I have been having trouble about my credits because we did not get credit for the last semesters work. I am lacking 1/2 credit for graduation this June. But with the help of our Vice principal, Mr. Tashiro, I will be able to graduate.
We now have a school constitution. A student from each Case Studies class (history and English classes) formed the Constitutional Convention. At the present time it is being ratified. Next week we are going to have election of Student Body officers.
This morning we had an assembly at which time we had the opportunity to hear Mr. Head, project director; Mr. Popkins, construction director and Dr. Casey, Education. Mr. Popkins showed us the plans of building a new school. He stated that Japanese-American architects drafted the plans. The building is to be made out of adobe. The adobe bricks are going to be made here.
The movie for this Friday night is "Confirm or Deny" I am very anxious to see it.
As a Christmas gift we, the students of Poston III High School, received $500.00 from the McKinley High School of Honolulu -- this is to buy athletic equipments. Dr.
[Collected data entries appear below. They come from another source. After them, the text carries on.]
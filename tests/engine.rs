use edge_feed::{
    ACK_TOKEN, AckPolicy, CloseReason, Engine, EngineConfig, Exit, Handle, Outcome,
};
use rstest::rstest;
use std::io::{Cursor, Read, Write};
use std::os::unix::net::UnixStream;
use std::thread;
use std::time::Duration;

type TestEngine = Engine<UnixStream, Cursor<Vec<u8>>>;

fn engine(ack: AckPolicy) -> TestEngine {
    Engine::new(EngineConfig {
        ack,
        ..EngineConfig::default()
    })
    .unwrap()
}

fn outcome_of(engine: &TestEngine, handle: Handle) -> Outcome {
    *engine
        .outcomes()
        .iter()
        .find(|outcome| outcome.handle == handle)
        .unwrap()
}

/// Reads everything the engine sends, then answers with the token if asked to.
fn spawn_sink(mut peer: UnixStream, acknowledge: bool) -> thread::JoinHandle<Vec<u8>> {
    thread::spawn(move || {
        let mut received = Vec::new();
        peer.read_to_end(&mut received).unwrap();
        if acknowledge {
            peer.write_all(ACK_TOKEN).unwrap();
        }
        received
    })
}

#[rstest]
#[case(AckPolicy::Required, CloseReason::Acknowledged)]
#[case(AckPolicy::NotRequired, CloseReason::Completed)]
fn small_file_is_delivered_and_closed_per_policy(
    #[case] policy: AckPolicy,
    #[case] expected: CloseReason,
) {
    let mut engine = engine(policy);
    let (channel, peer) = UnixStream::pair().unwrap();
    let sink = spawn_sink(peer, policy == AckPolicy::Required);
    let handle = engine.add(channel, Cursor::new(b"abc".to_vec())).unwrap();

    assert_eq!(engine.run().unwrap(), Exit::Completed);
    assert_eq!(sink.join().unwrap(), b"abc");

    let outcome = outcome_of(&engine, handle);
    assert_eq!(outcome.reason, expected);
    assert_eq!(outcome.bytes_sent, 3);
    assert_eq!(engine.active_count(), 0);
    assert!(engine.connection(handle).is_none());
    assert!(!engine.is_watched(handle));
}

#[test]
fn peer_closing_immediately_is_an_orderly_shutdown() {
    let mut engine = engine(AckPolicy::Required);
    let (channel, peer) = UnixStream::pair().unwrap();
    drop(peer);
    let handle = engine.add(channel, Cursor::new(vec![7u8; 100])).unwrap();

    assert_eq!(engine.run().unwrap(), Exit::Completed);
    let outcome = outcome_of(&engine, handle);
    assert_eq!(outcome.reason, CloseReason::PeerShutdown);
    assert_eq!(outcome.bytes_received, 0);
    assert_eq!(engine.active_count(), 0);
}

#[test]
fn reset_on_one_connection_leaves_the_other_intact() {
    let mut engine = engine(AckPolicy::Required);

    let (doomed, mut doomed_peer) = UnixStream::pair().unwrap();
    let dropper = thread::spawn(move || {
        let mut some = [0u8; 4096];
        doomed_peer.read_exact(&mut some).unwrap();
        // unread data is still queued when the peer goes away
    });
    let (healthy, healthy_peer) = UnixStream::pair().unwrap();
    let healthy_file: Vec<u8> = (0..10_000u32).map(|i| (i % 251) as u8).collect();
    let sink = spawn_sink(healthy_peer, true);

    let first = engine
        .add(doomed, Cursor::new(vec![1u8; 1 << 20]))
        .unwrap();
    let second = engine
        .add(healthy, Cursor::new(healthy_file.clone()))
        .unwrap();
    assert_eq!(engine.active_count(), 2);

    assert_eq!(engine.run().unwrap(), Exit::Completed);
    dropper.join().unwrap();
    assert_eq!(sink.join().unwrap(), healthy_file);
    assert_eq!(engine.active_count(), 0);
    assert_eq!(engine.outcomes().len(), 2);

    let first = outcome_of(&engine, first);
    assert!(
        matches!(first.reason, CloseReason::PeerReset | CloseReason::PeerShutdown),
        "unexpected close reason {:?}",
        first.reason
    );
    assert!(first.bytes_sent < 1 << 20);

    let second = outcome_of(&engine, second);
    assert_eq!(second.reason, CloseReason::Acknowledged);
    assert_eq!(second.bytes_sent, healthy_file.len() as u64);
}

#[test]
fn early_acknowledgment_does_not_cut_the_transfer_short() {
    let mut engine = engine(AckPolicy::Required);
    let (channel, mut peer) = UnixStream::pair().unwrap();
    let sink = thread::spawn(move || {
        peer.write_all(ACK_TOKEN).unwrap();
        let mut received = Vec::new();
        peer.read_to_end(&mut received).unwrap();
        received
    });
    let file = vec![0x5au8; 300_000];
    let handle = engine.add(channel, Cursor::new(file.clone())).unwrap();

    assert_eq!(engine.run().unwrap(), Exit::Completed);
    assert_eq!(sink.join().unwrap().len(), file.len());
    let outcome = outcome_of(&engine, handle);
    assert_eq!(outcome.reason, CloseReason::Acknowledged);
    assert_eq!(outcome.bytes_sent, file.len() as u64);
    assert_eq!(outcome.bytes_received, ACK_TOKEN.len() as u64);
}

#[test]
fn peer_acknowledging_and_hanging_up_early_still_gets_everything() {
    let mut engine = engine(AckPolicy::Required);
    let (channel, mut peer) = UnixStream::pair().unwrap();
    // token and end-of-input are both queued before the first drain
    peer.write_all(ACK_TOKEN).unwrap();
    peer.shutdown(std::net::Shutdown::Write).unwrap();
    let sink = thread::spawn(move || {
        let mut received = Vec::new();
        peer.read_to_end(&mut received).unwrap();
        received
    });
    let file = vec![0x33u8; 200_000];
    let handle = engine.add(channel, Cursor::new(file.clone())).unwrap();

    assert_eq!(engine.run().unwrap(), Exit::Completed);
    assert_eq!(sink.join().unwrap().len(), file.len());
    let outcome = outcome_of(&engine, handle);
    assert_eq!(outcome.reason, CloseReason::Acknowledged);
    assert_eq!(outcome.bytes_sent, file.len() as u64);
}

#[test]
fn many_connections_all_complete() {
    let mut engine = engine(AckPolicy::Required);
    let mut sinks = Vec::new();
    let mut handles = Vec::new();
    for n in 0..25usize {
        let (channel, peer) = UnixStream::pair().unwrap();
        sinks.push((spawn_sink(peer, true), n * 37));
        handles.push(engine.add(channel, Cursor::new(vec![n as u8; n * 37])).unwrap());
    }

    assert_eq!(engine.run().unwrap(), Exit::Completed);
    for (sink, len) in sinks {
        assert_eq!(sink.join().unwrap().len(), len);
    }
    for handle in handles {
        // an empty file still waits for the token, which the sink sends after EOF
        assert_eq!(outcome_of(&engine, handle).reason, CloseReason::Acknowledged);
        assert!(!engine.is_watched(handle));
    }
}

#[test]
fn signal_releases_connections_and_shutdown_stays_idempotent() {
    let mut engine = engine(AckPolicy::Required);
    engine.interrupt_on(&[signal_hook::consts::SIGUSR2]).unwrap();

    // peers that never acknowledge
    let (a, _peer_a) = UnixStream::pair().unwrap();
    let (b, _peer_b) = UnixStream::pair().unwrap();
    let first = engine.add(a, Cursor::new(b"pending".to_vec())).unwrap();
    let second = engine.add(b, Cursor::new(Vec::new())).unwrap();

    let raiser = thread::spawn(|| {
        thread::sleep(Duration::from_millis(100));
        signal_hook::low_level::raise(signal_hook::consts::SIGUSR2).unwrap();
    });

    assert_eq!(engine.run().unwrap(), Exit::Interrupted);
    raiser.join().unwrap();
    assert_eq!(engine.active_count(), 0);
    assert!(engine.connection(first).is_none());
    assert!(engine.connection(second).is_none());

    engine.shutdown();
    engine.shutdown();
    assert_eq!(engine.active_count(), 0);
    assert_eq!(engine.run().unwrap(), Exit::Completed);
}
Casey, who is our Superintendent of Schools in Poston is a former principal of McKinley High School.
Now, I must answer your questions before I forget about them. Yes, many varieties of X'mas cards were made here in Poston. I do not know who the artist is that made the card I selected. I wish I knew. There is no art school here. Yes, there is a famous artist here in Poston. I do not know much about him. The little I know of him is -- his name is Mr. Isamu Noguchi, a famous sculptor. He has gone to New York on a short "furlough." He expects to return in a few months.
As time marches on, more and more Poston seems like a home to me. After leaving home for a visit to Camp 1 or 2, it certainly feels good to be home again. No longer is the thought of being in a camp afloat in my mind. But every time I see the fence, it seems like a dark cloud has lifted and a realization of camp life comes before my eyes. Often I use to think as I laid on my pillow, What will happen to be if I had to live in this camp for 5 year?" but now, I don't seem to think about camp. I guess I have adopted myself to this situation. But many a time, I have wished with all my heart that I could go back to San Diego.
Yes, we can hear conversation through the partition. We can hear every word our neighbor is saying.
The apt. is divided into 4 units. There is no closet or chest of drawers to keep our clothes in. Father made a closet to put our clothes in. We keep just the necessary amount hung in the closet. The rest is still packed in our suitcases.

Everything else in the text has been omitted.